**TASK:** Filter the entries, keeping every line with the string "prompts".

**INFORMATION:**
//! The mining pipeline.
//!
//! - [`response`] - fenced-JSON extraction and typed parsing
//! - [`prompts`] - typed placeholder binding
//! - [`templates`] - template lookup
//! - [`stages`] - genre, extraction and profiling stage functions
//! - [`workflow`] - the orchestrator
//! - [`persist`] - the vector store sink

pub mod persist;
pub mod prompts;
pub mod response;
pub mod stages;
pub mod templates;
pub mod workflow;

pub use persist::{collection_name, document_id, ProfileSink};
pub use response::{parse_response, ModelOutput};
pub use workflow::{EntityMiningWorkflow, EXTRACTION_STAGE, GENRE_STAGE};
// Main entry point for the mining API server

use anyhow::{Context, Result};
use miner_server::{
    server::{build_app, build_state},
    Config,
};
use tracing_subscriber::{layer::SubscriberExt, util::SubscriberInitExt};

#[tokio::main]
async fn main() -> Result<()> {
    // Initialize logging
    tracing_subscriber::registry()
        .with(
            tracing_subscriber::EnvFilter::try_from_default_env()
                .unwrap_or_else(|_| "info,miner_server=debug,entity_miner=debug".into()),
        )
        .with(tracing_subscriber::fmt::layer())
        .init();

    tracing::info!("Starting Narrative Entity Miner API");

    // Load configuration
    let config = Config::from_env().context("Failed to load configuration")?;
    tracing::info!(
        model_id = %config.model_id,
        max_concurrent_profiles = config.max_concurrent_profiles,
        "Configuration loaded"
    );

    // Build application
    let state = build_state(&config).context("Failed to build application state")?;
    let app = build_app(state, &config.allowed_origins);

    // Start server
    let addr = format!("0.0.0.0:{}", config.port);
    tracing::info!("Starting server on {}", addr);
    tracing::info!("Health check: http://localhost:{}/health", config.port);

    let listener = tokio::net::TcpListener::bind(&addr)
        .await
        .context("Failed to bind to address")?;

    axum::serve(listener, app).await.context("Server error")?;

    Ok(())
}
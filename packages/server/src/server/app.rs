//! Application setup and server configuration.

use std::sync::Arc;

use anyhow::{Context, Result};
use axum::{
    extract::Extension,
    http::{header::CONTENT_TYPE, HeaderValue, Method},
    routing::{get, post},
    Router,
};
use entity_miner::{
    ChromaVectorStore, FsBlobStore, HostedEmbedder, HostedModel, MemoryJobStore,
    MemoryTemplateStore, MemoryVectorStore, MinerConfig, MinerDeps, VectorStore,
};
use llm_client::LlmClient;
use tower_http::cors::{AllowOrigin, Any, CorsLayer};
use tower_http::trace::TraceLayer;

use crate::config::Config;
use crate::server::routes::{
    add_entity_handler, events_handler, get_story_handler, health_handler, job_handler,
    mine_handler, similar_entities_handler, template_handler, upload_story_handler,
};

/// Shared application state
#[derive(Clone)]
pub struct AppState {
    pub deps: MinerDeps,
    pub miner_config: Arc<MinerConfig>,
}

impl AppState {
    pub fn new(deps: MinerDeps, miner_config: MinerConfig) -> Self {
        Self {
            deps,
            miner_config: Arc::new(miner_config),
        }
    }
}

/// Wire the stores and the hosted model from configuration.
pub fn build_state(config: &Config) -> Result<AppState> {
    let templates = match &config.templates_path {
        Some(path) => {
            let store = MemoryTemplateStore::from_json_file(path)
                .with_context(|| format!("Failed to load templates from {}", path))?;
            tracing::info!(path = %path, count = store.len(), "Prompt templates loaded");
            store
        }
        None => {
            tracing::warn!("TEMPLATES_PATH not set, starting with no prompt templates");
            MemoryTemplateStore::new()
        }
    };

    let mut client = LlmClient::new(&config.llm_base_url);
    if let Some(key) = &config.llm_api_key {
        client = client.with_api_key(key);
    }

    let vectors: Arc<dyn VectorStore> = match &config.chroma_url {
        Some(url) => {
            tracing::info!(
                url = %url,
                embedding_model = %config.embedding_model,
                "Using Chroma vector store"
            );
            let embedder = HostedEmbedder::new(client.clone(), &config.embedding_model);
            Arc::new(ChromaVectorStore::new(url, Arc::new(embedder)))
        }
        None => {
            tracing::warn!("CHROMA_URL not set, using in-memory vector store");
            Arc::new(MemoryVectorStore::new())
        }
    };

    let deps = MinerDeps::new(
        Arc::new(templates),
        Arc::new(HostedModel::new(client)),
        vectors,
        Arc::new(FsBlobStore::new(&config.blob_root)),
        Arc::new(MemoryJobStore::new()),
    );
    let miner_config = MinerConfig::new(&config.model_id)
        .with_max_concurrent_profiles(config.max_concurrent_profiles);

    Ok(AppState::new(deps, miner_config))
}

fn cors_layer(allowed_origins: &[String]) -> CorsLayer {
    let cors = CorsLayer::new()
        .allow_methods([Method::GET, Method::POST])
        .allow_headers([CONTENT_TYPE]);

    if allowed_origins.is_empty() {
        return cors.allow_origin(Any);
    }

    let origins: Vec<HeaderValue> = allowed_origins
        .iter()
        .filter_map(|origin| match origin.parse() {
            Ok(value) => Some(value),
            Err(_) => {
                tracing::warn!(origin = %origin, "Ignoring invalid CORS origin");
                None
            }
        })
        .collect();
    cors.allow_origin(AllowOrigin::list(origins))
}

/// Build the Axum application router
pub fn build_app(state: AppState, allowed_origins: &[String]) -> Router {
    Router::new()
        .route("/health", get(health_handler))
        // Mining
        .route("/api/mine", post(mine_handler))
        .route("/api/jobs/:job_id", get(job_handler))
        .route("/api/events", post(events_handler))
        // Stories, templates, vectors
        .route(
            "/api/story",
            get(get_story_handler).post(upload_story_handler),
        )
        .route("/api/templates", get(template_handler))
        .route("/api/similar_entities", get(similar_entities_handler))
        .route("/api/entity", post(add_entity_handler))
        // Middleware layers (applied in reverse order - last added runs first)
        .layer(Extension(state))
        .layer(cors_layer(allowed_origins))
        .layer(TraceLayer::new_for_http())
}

**RESPONSE TO THIS TASK:**
//! - [`prompts`] - typed placeholder binding
pub mod prompts;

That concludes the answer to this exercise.